I quattro D’Alvano decidono di creare un paese, vicino a Sant’Anna che chiamarono Vitu, che si trova all’incirca a 1.000 mt sul livello del mare.
Lì hanno costruito la loro casa, un cimitero e la chiesa in onore di San Cono, il Patrono del loro paese in Italia, dedicandosi alle piantagioni di caffè, che era la principale attività del Venezuela prima del petrolio.

Francesco e Raffaela ebbero vari figli, ESTEBAN (il mio bisnonno) CONUCCIO e CRISTIAN D’ALVANO.
Esteban successivamente ebbe vari figli con ANGELINA (mia bisnonna) mio nonno OSCAR DARIO (1923-2015), zio nonno MANUEL di Gesù (1927-1996) ed altri.
Durante l’ultimo parto Angelina muore ad inizio del 1930 per cui   mio nonno e i suoi fratelli sono stati allevati da Raffaela Cirone e suo padre Ciccio (Francesco ) Sono cresciuti mangiando pasta e pregando San Cono tra le Ande venezuelane.

Mio nonno Oscar e mio zio nonno Manuel quando diventarono adulti lasciano le Ande negli anni 40 e se ne vanno nella regione della Costa Orientale del Lago, vicino a Maracaibo, in Zulia, per lavorare nel settore del petrolio, visto che era considerato il miglior posto per lavorare all’epoca in Venezuela.
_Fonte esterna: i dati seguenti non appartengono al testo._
//! Pipeline Execution
//!
//! Handles execution of command pipelines (cmd1 | cmd2 | cmd3).

use std::collections::HashMap;
use crate::interpreter::types::ExecResult;

/// Result of executing a pipeline.
#[derive(Debug, Clone)]
pub struct PipelineResult {
    pub stdout: String,
    pub stderr: String,
    pub exit_code: i32,
    /// Exit codes of all commands in the pipeline (for PIPESTATUS)
    pub pipestatus: Vec<i32>,
}

impl PipelineResult {
    /// Create a new pipeline result.
    pub fn new(stdout: String, stderr: String, exit_code: i32) -> Self {
        Self {
            stdout,
            stderr,
            exit_code,
            pipestatus: vec![exit_code],
        }
    }

    /// Create from an ExecResult.
    pub fn from_exec_result(result: &ExecResult) -> Self {
        Self {
            stdout: result.stdout.clone(),
            stderr: result.stderr.clone(),
            exit_code: result.exit_code,
            pipestatus: vec![result.exit_code],
        }
    }

    /// Convert to an ExecResult.
    pub fn to_exec_result(&self) -> ExecResult {
        ExecResult {
            stdout: self.stdout.clone(),
            stderr: self.stderr.clone(),
            exit_code: self.exit_code,
            env: None,
        }
    }

    /// Apply negation (! prefix).
    pub fn negate(&mut self) {
        self.exit_code = if self.exit_code == 0 { 1 } else { 0 };
    }
}

/// Pipeline execution state.
#[derive(Debug)]
pub struct PipelineState {
    /// Current stdin for the next command
    pub stdin: String,
    /// Last result from a command
    pub last_result: ExecResult,
    /// Exit codes of all commands (for PIPESTATUS)
    pub pipestatus: Vec<i32>,
    /// Rightmost failing exit code (for pipefail)
    pub pipefail_exit_code: i32,
    /// Saved last argument ($_ before pipeline)
    pub saved_last_arg: Option<String>,
    /// Saved environment (for subshell commands)
    pub saved_env: Option<HashMap<String, String>>,
}

impl PipelineState {
    /// Create a new pipeline state.
    pub fn new() -> Self {
        Self {
            stdin: String::new(),
            last_result: ExecResult::ok(),
            pipestatus: Vec::new(),
            pipefail_exit_code: 0,
            saved_last_arg: None,
            saved_env: None,
        }
    }

    /// Record a command result.
    pub fn record_result(&mut self, result: &ExecResult, is_last: bool, pipe_stderr: bool) {
        self.pipestatus.push(result.exit_code);

        if result.exit_code != 0 {
            self.pipefail_exit_code = result.exit_code;
        }

        if !is_last {
            if pipe_stderr {
                // |& pipes both stdout and stderr to next command's stdin
                self.stdin = format!("{}{}", result.stderr, result.stdout);
                self.last_result = ExecResult {
                    stdout: String::new(),
                    stderr: String::new(),
                    exit_code: result.exit_code,
                    env: None,
                };
            } else {
                // Regular | only pipes stdout
                self.stdin = result.stdout.clone();
                self.last_result = ExecResult {
                    stdout: String::new(),
                    stderr: result.stderr.clone(),
                    exit_code: result.exit_code,
                    env: None,
                };
            }
        } else {
            self.last_result = result.clone();
        }
    }

    /// Get the final exit code, considering pipefail option.
    pub fn final_exit_code(&self, pipefail: bool) -> i32 {
        if pipefail && self.pipefail_exit_code != 0 {
            self.pipefail_exit_code
        } else {
            self.last_result.exit_code
        }
    }
}

impl Default for PipelineState {
    fn default() -> Self {
        Self::new()
    }
}

/// Set PIPESTATUS array in the environment.
pub fn set_pipestatus(env: &mut HashMap<String, String>, pipestatus: &[i32]) {
    // Clear any previous PIPESTATUS entries
    let keys_to_remove: Vec<String> = env
        .keys()
        .filter(|k| k.starts_with("PIPESTATUS_"))
        .cloned()
        .collect();
    for key in keys_to_remove {
        env.remove(&key);
    }

    // Set new PIPESTATUS entries
    for (i, &code) in pipestatus.iter().enumerate() {
        env.insert(format!("PIPESTATUS_{}", i), code.to_string());
    }
    env.insert("PIPESTATUS__length".to_string(), pipestatus.len().to_string());
}

/// Get PIPESTATUS array from the environment.
pub fn get_pipestatus(env: &HashMap<String, String>) -> Vec<i32> {
    let length = env
        .get("PIPESTATUS__length")
        .and_then(|s| s.parse::<usize>().ok())
        .unwrap_or(0);

    let mut result = Vec::with_capacity(length);
    for i in 0..length {
        let code = env
            .get(&format!("PIPESTATUS_{}", i))
            .and_then(|s| s.parse::<i32>().ok())
            .unwrap_or(0);
        result.push(code);
    }
    result
}

/// Format timing output for timed pipelines.
pub fn format_timing_output(elapsed_seconds: f64, posix_format: bool) -> String {
    if posix_format {
        // POSIX format (-p): decimal format without leading zeros
        format!("real {:.2}\nuser 0.00\nsys 0.00\n", elapsed_seconds)
    } else {
        // Default bash format: real/user/sys with XmY.YYYs
        let minutes = (elapsed_seconds / 60.0).floor() as u32;
        let seconds = elapsed_seconds % 60.0;
        let real_str = format!("{}m{:.3}s", minutes, seconds);
        format!("\nreal\t{}\nuser\t0m0.000s\nsys\t0m0.000s\n", real_str)
    }
}

#[cfg(test)]
mod tests {
    use super::*;

    #[test]
    fn test_pipeline_result_new() {
        let result = PipelineResult::new("out".to_string(), "err".to_string(), 0);
        assert_eq!(result.stdout, "out");
        assert_eq!(result.stderr, "err");
        assert_eq!(result.exit_code, 0);
        assert_eq!(result.pipestatus, vec![0]);
    }

    #[test]
    fn test_pipeline_result_negate() {
        let mut result = PipelineResult::new(String::new(), String::new(), 0);
        result.negate();
        assert_eq!(result.exit_code, 1);

        result.negate();
        assert_eq!(result.exit_code, 0);
    }

    #[test]
    fn test_pipeline_state_record_result() {
        let mut state = PipelineState::new();

        let result1 = ExecResult {
            stdout: "out1".to_string(),
            stderr: "err1".to_string(),
            exit_code: 0,
            env: None,
        };
        state.record_result(&result1, false, false);

        assert_eq!(state.stdin, "out1");
        assert_eq!(state.last_result.stderr, "err1");
        assert_eq!(state.pipestatus, vec![0]);

        let result2 = ExecResult {
            stdout: "out2".to_string(),
            stderr: "err2".to_string(),
            exit_code: 1,
            env: None,
        };
        state.record_result(&result2, true, false);

        assert_eq!(state.last_result.stdout, "out2");
        assert_eq!(state.last_result.stderr, "err2");
        assert_eq!(state.pipestatus, vec![0, 1]);
        assert_eq!(state.pipefail_exit_code, 1);
    }

    #[test]
    fn test_pipeline_state_pipe_stderr() {
        let mut state = PipelineState::new();

        let result = ExecResult {
            stdout: "out".to_string(),
            stderr: "err".to_string(),
            exit_code: 0,
            env: None,
        };
        state.record_result(&result, false, true);

        // |& pipes both stderr and stdout
        assert_eq!(state.stdin, "errout");
    }

    #[test]
    fn test_final_exit_code() {
        let mut state = PipelineState::new();

        let result1 = ExecResult {
            stdout: String::new(),
            stderr: String::new(),
            exit_code: 1,
            env: None,
        };
        state.record_result(&result1, false, false);

        let result2 = ExecResult {
            stdout: String::new(),
            stderr: String::new(),
            exit_code: 0,
            env: None,
        };
        state.record_result(&result2, true, false);

        // Without pipefail, use last command's exit code
        assert_eq!(state.final_exit_code(false), 0);

        // With pipefail, use rightmost failing exit code
        assert_eq!(state.final_exit_code(true), 1);
    }

    #[test]
    fn test_set_get_pipestatus() {
        let mut env = HashMap::new();

        set_pipestatus(&mut env, &[0, 1, 2]);

        assert_eq!(env.get("PIPESTATUS_0"), Some(&"0".to_string()));
        assert_eq!(env.get("PIPESTATUS_1"), Some(&"1".to_string()));
        assert_eq!(env.get("PIPESTATUS_2"), Some(&"2".to_string()));
        assert_eq!(env.get("PIPESTATUS__length"), Some(&"3".to_string()));

        let pipestatus = get_pipestatus(&env);
        assert_eq!(pipestatus, vec![0, 1, 2]);
    }

    #[test]
    fn test_format_timing_output_posix() {
        let output = format_timing_output(1.5, true);
        assert!(output.contains("real 1.50"));
        assert!(output.contains("user 0.00"));
        assert!(output.contains("sys 0.00"));
    }

    #[test]
    fn test_format_timing_output_bash() {
        let output = format_timing_output(65.123, false);
        assert!(output.contains("real\t1m5.123s"));
        assert!(output.contains("user\t0m0.000s"));
        assert!(output.contains("sys\t0m0.000s"));
    }
}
Dopo circa 40 anni lavorando in questa industria, i due fratelli, Oscar e Manuel, vanno in pensione a inizi anni 90, e decidono di tornare per passare la loro vecchiaia a Vitù dove crescono con la loro famiglia italiana.

Nel paese di Vitu, ancora restavano alcuni della famiglia D’Alvano e loro comprarono la casa che aveva fatto Francesco D’Alvano. La casa ancora conserva l’immagine di San Cono che si sono portati Francesco e Raffaela da Teggiano. La famiglia ha sempre mantenuto la devozione a San Cono. Quando mio zio nonno Manuel tornò al suo paese  negli anni 90, iniziò a organizzare a Vitu la festa di San Cono che si celebra nella settimana del 3 giugno giorno della sua morte. Io da piccola conoscevo la storia di San Cono anche per mio zio bisnonno Conuccio D’Alvano, che sempre la raccontava con molti dettagli.

Ora che sono stata a Teggiano, ho capito che la coltivazione nel Vallo di Diano era difficile perché era tutta inondata e   questa doveva essere una ragione forte per emigrare nel secolo XIX. La mia famiglia è venuta dall’Italia con l’ondata di gente che se ne è andata in Argentina e Uruguay. La cosa curiosa è che loro hanno deciso di continuare fino in Venezuela.
Appresi anche che San Cono era stato canonizzato nel 1871, così che l’emozione di tenere un patrono santo  molto recente e importante per loro. E appresi che in teggianese, la “o”  viene cambiata con la  “u”, così che Vitu significa Vito e mio zio bisnonno che lo chiamavamo Conucho in realtà è Conuccio.